DIRECTIONS:
Every word of every entry must be retyped exactly.

── DATA UNDER STUDY ──

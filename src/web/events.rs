//! Event pumps
//!
//! Background tasks that turn engine notifications, ingest exits and
//! captured frames into session updates and client messages.
//!
//! The engine pump never waits on a session lock: closes are queued in the
//! owning session's mailbox. When the pump falls behind the broadcast
//! channel, it rebuilds what it missed from the engine's live objects.

use crate::engine::{CloseReason, EngineEvent, ProducerId};
use crate::ingest::{CapturedFrame, IngestEvents, IngestExit};
use crate::web::SharedState;
use crate::webrtc::session::{Resource, ResourceOwner, SessionNotice};
use crate::webrtc::ServerMessage;
use log::{debug, error, info, warn};
use std::sync::Arc;
use tokio::sync::{broadcast, mpsc};
use tokio::task::JoinHandle;

/// Spawn every pump. Call before the engine is initialized so no
/// notification is missed.
pub fn spawn_event_pumps(state: Arc<SharedState>, ingest: IngestEvents) -> Vec<JoinHandle<()>> {
    let engine_events = state.engine.subscribe();
    vec![
        tokio::spawn(engine_pump(state.clone(), engine_events)),
        tokio::spawn(ingest_exit_pump(state.clone(), ingest.exits)),
        tokio::spawn(frame_pump(state, ingest.frames)),
    ]
}

pub async fn engine_pump(state: Arc<SharedState>, mut events: broadcast::Receiver<EngineEvent>) {
    loop {
        match events.recv().await {
            Ok(event) => handle_engine_event(&state, event).await,
            Err(broadcast::error::RecvError::Lagged(skipped)) => {
                warn!(
                    "Engine event pump lagged, {} notifications skipped; reconciling",
                    skipped
                );
                reconcile(&state).await;
            }
            Err(broadcast::error::RecvError::Closed) => break,
        }
    }
    debug!("Engine event pump finished");
}

fn notify_producer_closed(
    state: &SharedState,
    owner: &ResourceOwner,
    consumer_id: String,
    producer_id: ProducerId,
) {
    let feed_id = owner
        .feed_id
        .clone()
        .or_else(|| state.feeds.feed_for_producer(&producer_id));
    state.send_to(
        &owner.session_id,
        &ServerMessage::ProducerClosed {
            consumer_id,
            producer_id,
            feed_id,
        },
    );
}

async fn release_feed(state: &SharedState, producer_id: &str) {
    if let Some(stopped) = state.feeds.release_producer(producer_id).await {
        state.refresh_gauges();
        state.broadcast(&ServerMessage::FeedStopped {
            feed_id: stopped.feed_id,
            reason: stopped.reason,
        });
    }
}

pub async fn handle_engine_event(state: &SharedState, event: EngineEvent) {
    match event {
        EngineEvent::ConsumerClosed {
            consumer_id,
            producer_id,
            reason,
            ..
        } => {
            let Some(owner) = state.sessions.unindex(&consumer_id) else {
                return;
            };
            state
                .sessions
                .notify(&owner.session_id, SessionNotice::ConsumerClosed(consumer_id.clone()));
            // Viewers hear about producers going away, not their own closes
            if reason == CloseReason::ProducerClosed {
                notify_producer_closed(state, &owner, consumer_id, producer_id);
            }
        }

        EngineEvent::ProducerClosed { producer_id, .. } => {
            if let Some(owner) = state.sessions.unindex(&producer_id) {
                state
                    .sessions
                    .notify(&owner.session_id, SessionNotice::ProducerClosed(producer_id.clone()));
            }
            release_feed(state, &producer_id).await;
        }

        EngineEvent::TransportClosed {
            transport_id,
            reason,
        } => {
            let Some(owner) = state.sessions.unindex(&transport_id) else {
                return;
            };
            state
                .sessions
                .notify(&owner.session_id, SessionNotice::TransportClosed(transport_id.clone()));
            if reason != CloseReason::Requested {
                info!(
                    "Transport {} of session {} closed by engine ({})",
                    transport_id,
                    owner.session_id,
                    reason.as_str()
                );
                state.send_to(&owner.session_id, &ServerMessage::TransportClosed { transport_id });
            }
        }

        EngineEvent::WorkerDied { reason } => {
            error!("Media engine worker died: {}", reason);
        }
    }
}

/// Settle indexed resources and feeds whose engine objects are gone
pub async fn reconcile(state: &SharedState) {
    let mut settled = 0;
    for (resource_id, owner) in state.sessions.owned_resources() {
        if state.engine.contains(&resource_id) {
            continue;
        }
        let Some(owner) = state.sessions.unindex(&resource_id).filter(|o| *o == owner) else {
            continue;
        };
        settled += 1;
        match &owner.resource {
            Resource::Transport => {
                state.sessions.notify(
                    &owner.session_id,
                    SessionNotice::TransportClosed(resource_id.clone()),
                );
                state.send_to(
                    &owner.session_id,
                    &ServerMessage::TransportClosed {
                        transport_id: resource_id,
                    },
                );
            }
            Resource::Producer => {
                state
                    .sessions
                    .notify(&owner.session_id, SessionNotice::ProducerClosed(resource_id));
            }
            Resource::Consumer { producer_id } => {
                state.sessions.notify(
                    &owner.session_id,
                    SessionNotice::ConsumerClosed(resource_id.clone()),
                );
                if !state.engine.contains(producer_id) {
                    notify_producer_closed(state, &owner, resource_id, producer_id.clone());
                }
            }
        }
    }

    for (feed_id, producer_id) in state.feeds.bound_producers() {
        if !state.engine.contains(&producer_id) {
            debug!("Feed {} lost producer {} while lagging", feed_id, producer_id);
            settled += 1;
            release_feed(state, &producer_id).await;
        }
    }
    info!("Reconciled {} resources after lag", settled);
}

async fn ingest_exit_pump(state: Arc<SharedState>, mut exits: mpsc::UnboundedReceiver<IngestExit>) {
    while let Some(exit) = exits.recv().await {
        handle_ingest_exit(&state, &exit).await;
    }
    debug!("Ingest exit pump finished");
}

pub async fn handle_ingest_exit(state: &SharedState, exit: &IngestExit) {
    let Some(stopped) = state.feeds.handle_ingest_exit(exit).await else {
        debug!(
            "Ignoring stale exit of {} stage for feed {} (generation {})",
            exit.stage, exit.feed_id, exit.generation
        );
        return;
    };
    state.metrics.record_ingest_crash(&exit.stage.to_string());
    state.refresh_gauges();
    state.broadcast(&ServerMessage::FeedStopped {
        feed_id: stopped.feed_id,
        reason: stopped.reason,
    });
}

async fn frame_pump(state: Arc<SharedState>, mut frames: mpsc::Receiver<CapturedFrame>) {
    while let Some(frame) = frames.recv().await {
        if frame.offer.dropped() {
            state.metrics.frames_dropped_total.inc();
        }
        state.broadcast(&ServerMessage::video_frame(&frame.feed_id, &frame.jpeg_base64));
    }
    debug!("Frame pump finished");
}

───

TASK OUTPUT:
filename src/web/events.rs
//! Event pumps
//!
//! Background tasks that turn engine notifications, ingest exits and
//! captured frames into session updates and client messages.
//!
//! The engine pump never waits on a session lock: closes are queued in the
//! owning session's mailbox. When the pump falls behind the broadcast
//! channel, it rebuilds what it missed from the engine's live objects.

use crate::engine::{CloseReason, EngineEvent, ProducerId};
use crate::ingest::{CapturedFrame, IngestEvents, IngestExit};
use crate::web::SharedState;
use crate::webrtc::session::{Resource, ResourceOwner, SessionNotice};
use crate::webrtc::ServerMessage;
use log::{debug, error, info, warn};
use std::sync::Arc;
use tokio::sync::{broadcast, mpsc};
use tokio::task::JoinHandle;

/// Spawn every pump. Call before the engine is initialized so no
/// notification is missed.
pub fn spawn_event_pumps(state: Arc<SharedState>, ingest: IngestEvents) -> Vec<JoinHandle<()>> {
    let engine_events = state.engine.subscribe();
    vec![
        tokio::spawn(engine_pump(state.clone(), engine_events)),
        tokio::spawn(ingest_exit_pump(state.clone(), ingest.exits)),
        tokio::spawn(frame_pump(state, ingest.frames)),
    ]
}

pub async fn engine_pump(state: Arc<SharedState>, mut events: broadcast::Receiver<EngineEvent>) {
    loop {
        match events.recv().await {
            Ok(event) => handle_engine_event(&state, event).await,
            Err(broadcast::error::RecvError::Lagged(skipped)) => {
                warn!(
                    "Engine event pump lagged, {} notifications skipped; reconciling",
                    skipped
                );
                reconcile(&state).await;
            }
            Err(broadcast::error::RecvError::Closed) => break,
        }
    }
    debug!("Engine event pump finished");
}

fn notify_producer_closed(
    state: &SharedState,
    owner: &ResourceOwner,
    consumer_id: String,
    producer_id: ProducerId,
) {
    let feed_id = owner
        .feed_id
        .clone()
        .or_else(|| state.feeds.feed_for_producer(&producer_id));
    state.send_to(
        &owner.session_id,
        &ServerMessage::ProducerClosed {
            consumer_id,
            producer_id,
            feed_id,
        },
    );
}

async fn release_feed(state: &SharedState, producer_id: &str) {
    if let Some(stopped) = state.feeds.release_producer(producer_id).await {
        state.refresh_gauges();
        state.broadcast(&ServerMessage::FeedStopped {
            feed_id: stopped.feed_id,
            reason: stopped.reason,
        });
    }
}

pub async fn handle_engine_event(state: &SharedState, event: EngineEvent) {
    match event {
        EngineEvent::ConsumerClosed {
            consumer_id,
            producer_id,
            reason,
            ..
        } => {
            let Some(owner) = state.sessions.unindex(&consumer_id) else {
                return;
            };
            state
                .sessions
                .notify(&owner.session_id, SessionNotice::ConsumerClosed(consumer_id.clone()));
            // Viewers hear about producers going away, not their own closes
            if reason == CloseReason::ProducerClosed {
                notify_producer_closed(state, &owner, consumer_id, producer_id);
            }
        }

        EngineEvent::ProducerClosed { producer_id, .. } => {
            if let Some(owner) = state.sessions.unindex(&producer_id) {
                state
                    .sessions
                    .notify(&owner.session_id, SessionNotice::ProducerClosed(producer_id.clone()));
            }
            release_feed(state, &producer_id).await;
        }

        EngineEvent::TransportClosed {
            transport_id,
            reason,
        } => {
            let Some(owner) = state.sessions.unindex(&transport_id) else {
                return;
            };
            state
                .sessions
                .notify(&owner.session_id, SessionNotice::TransportClosed(transport_id.clone()));
            if reason != CloseReason::Requested {
                info!(
                    "Transport {} of session {} closed by engine ({})",
                    transport_id,
                    owner.session_id,
                    reason.as_str()
                );
                state.send_to(&owner.session_id, &ServerMessage::TransportClosed { transport_id });
            }
        }

        EngineEvent::WorkerDied { reason } => {
            error!("Media engine worker died: {}", reason);
        }
    }
}

/// Settle indexed resources and feeds whose engine objects are gone
pub async fn reconcile(state: &SharedState) {
    let mut settled = 0;
    for (resource_id, owner) in state.sessions.owned_resources() {
        if state.engine.contains(&resource_id) {
            continue;
        }
        let Some(owner) = state.sessions.unindex(&resource_id).filter(|o| *o == owner) else {
            continue;
        };
        settled += 1;
        match &owner.resource {
            Resource::Transport => {
                state.sessions.notify(
                    &owner.session_id,
                    SessionNotice::TransportClosed(resource_id.clone()),
                );
                state.send_to(
                    &owner.session_id,
                    &ServerMessage::TransportClosed {
                        transport_id: resource_id,
                    },
                );
            }
            Resource::Producer => {
                state
                    .sessions
                    .notify(&owner.session_id, SessionNotice::ProducerClosed(resource_id));
            }
            Resource::Consumer { producer_id } => {
                state.sessions.notify(
                    &owner.session_id,
                    SessionNotice::ConsumerClosed(resource_id.clone()),
                );
                if !state.engine.contains(producer_id) {
                    notify_producer_closed(state, &owner, resource_id, producer_id.clone());
                }
            }
        }
    }

    for (feed_id, producer_id) in state.feeds.bound_producers() {
        if !state.engine.contains(&producer_id) {
            debug!("Feed {} lost producer {} while lagging", feed_id, producer_id);
            settled += 1;
            release_feed(state, &producer_id).await;
        }
    }
    info!("Reconciled {} resources after lag", settled);
}

async fn ingest_exit_pump(state: Arc<SharedState>, mut exits: mpsc::UnboundedReceiver<IngestExit>) {
    while let Some(exit) = exits.recv().await {
        handle_ingest_exit(&state, &exit).await;
    }
    debug!("Ingest exit pump finished");
}

pub async fn handle_ingest_exit(state: &SharedState, exit: &IngestExit) {
    let Some(stopped) = state.feeds.handle_ingest_exit(exit).await else {
        debug!(
            "Ignoring stale exit of {} stage for feed {} (generation {})",
            exit.stage, exit.feed_id, exit.generation
        );
        return;
    };
    state.metrics.record_ingest_crash(&exit.stage.to_string());
    state.refresh_gauges();
    state.broadcast(&ServerMessage::FeedStopped {
        feed_id: stopped.feed_id,
        reason: stopped.reason,
    });
}

async fn frame_pump(state: Arc<SharedState>, mut frames: mpsc::Receiver<CapturedFrame>) {
    while let Some(frame) = frames.recv().await {
        if frame.offer.dropped() {
            state.metrics.frames_dropped_total.inc();
        }
        state.broadcast(&ServerMessage::video_frame(&frame.feed_id, &frame.jpeg_base64));
    }
    debug!("Frame pump finished");
}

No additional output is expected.